Copy every line that holds the string "derive" from the data below.

(Dataset entries)
-----
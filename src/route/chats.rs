use aide::axum::{
    routing::{delete_with, get_with, post_with, put_with},
    ApiRouter,
};
use axum::Json;

use crate::api::{self, AppState};
use crate::database::models::{Chat, ChatWithContent};

pub fn chat_routes() -> ApiRouter<AppState> {
    ApiRouter::new()
        .api_route(
            "/chats/create-chat",
            post_with(api::chats::create_chat, |op| {
                op.description("Create a chat with empty content")
                    .id("Chat.createChat")
                    .tag("chats")
                    .response::<201, Json<Chat>>()
            }),
        )
        .api_route(
            "/chats/get-chat",
            get_with(api::chats::get_chat, |op| {
                op.description("Get a chat with its question/answer pairs")
                    .id("Chat.getChat")
                    .tag("chats")
                    .response::<200, Json<ChatWithContent>>()
            }),
        )
        .api_route(
            "/chats/list-chats",
            get_with(api::chats::list_chats, |op| {
                op.description("List the current user's chats")
                    .id("Chat.listChats")
                    .tag("chats")
                    .response::<200, Json<Vec<Chat>>>()
            }),
        )
        .api_route(
            "/chats/update-chat",
            put_with(api::chats::update_chat, |op| {
                op.description("Rename or deactivate a chat")
                    .id("Chat.updateChat")
                    .tag("chats")
                    .response::<200, Json<Chat>>()
            }),
        )
        .api_route(
            "/chats/delete-chat",
            delete_with(api::chats::delete_chat, |op| {
                op.description("Delete a chat and its content")
                    .id("Chat.deleteChat")
                    .tag("chats")
                    .response::<204, ()>()
            }),
        )
}
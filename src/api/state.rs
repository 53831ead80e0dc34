use std::sync::Arc;

use crate::auth::{AuthConfig, AuthService};
use crate::config::Settings;
use crate::database::Stores;
use crate::services::{BranchService, ChatService};
use crate::utils::mock_ai::MockResponder;

/// Shared handles for every request handler
#[derive(Clone)]
pub struct AppState {
    pub settings: Arc<Settings>,
    pub auth: AuthService,
    pub chats: ChatService,
    pub branches: BranchService,
    pub responder: MockResponder,
}

impl AppState {
    pub fn new(settings: Settings, stores: &Stores) -> Self {
        let auth = AuthService::new(AuthConfig::from(&settings), stores.users.clone());
        let chats = ChatService::new(stores);
        let branches = BranchService::new(chats.clone());
        let responder = MockResponder::new(settings.mock_ai_latency);

        Self {
            settings: Arc::new(settings),
            auth,
            chats,
            branches,
            responder,
        }
    }
}
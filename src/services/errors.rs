use crate::database::StoreError;

/// Failures surfaced by the chat and branch services
#[derive(Debug, thiserror::Error)]
pub enum ServiceError {
    #[error("{0}")]
    NotFound(String),
    #[error("{0}")]
    Forbidden(String),
    #[error("{0}")]
    Validation(String),
    #[error("{0}")]
    Unauthorized(String),
    /// Login rejected: unknown account or wrong password
    #[error("{0}")]
    InvalidCredentials(String),
    #[error("{0}")]
    Conflict(String),
    /// A write the operation depends on reported that nothing was modified
    #[error("{0}")]
    UpstreamWriteFailure(String),
    #[error(transparent)]
    Store(#[from] StoreError),
    #[error("{0}")]
    Internal(String),
}

impl ServiceError {
    pub fn not_found(message: impl Into<String>) -> Self {
        Self::NotFound(message.into())
    }

    pub fn forbidden(message: impl Into<String>) -> Self {
        Self::Forbidden(message.into())
    }

    pub fn upstream(message: impl Into<String>) -> Self {
        Self::UpstreamWriteFailure(message.into())
    }
}

pub type ServiceResult<T> = Result<T, ServiceError>;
-----
▶ _WORKED SOLUTION_
#[derive(Clone)]
#[derive(Debug, thiserror::Error)]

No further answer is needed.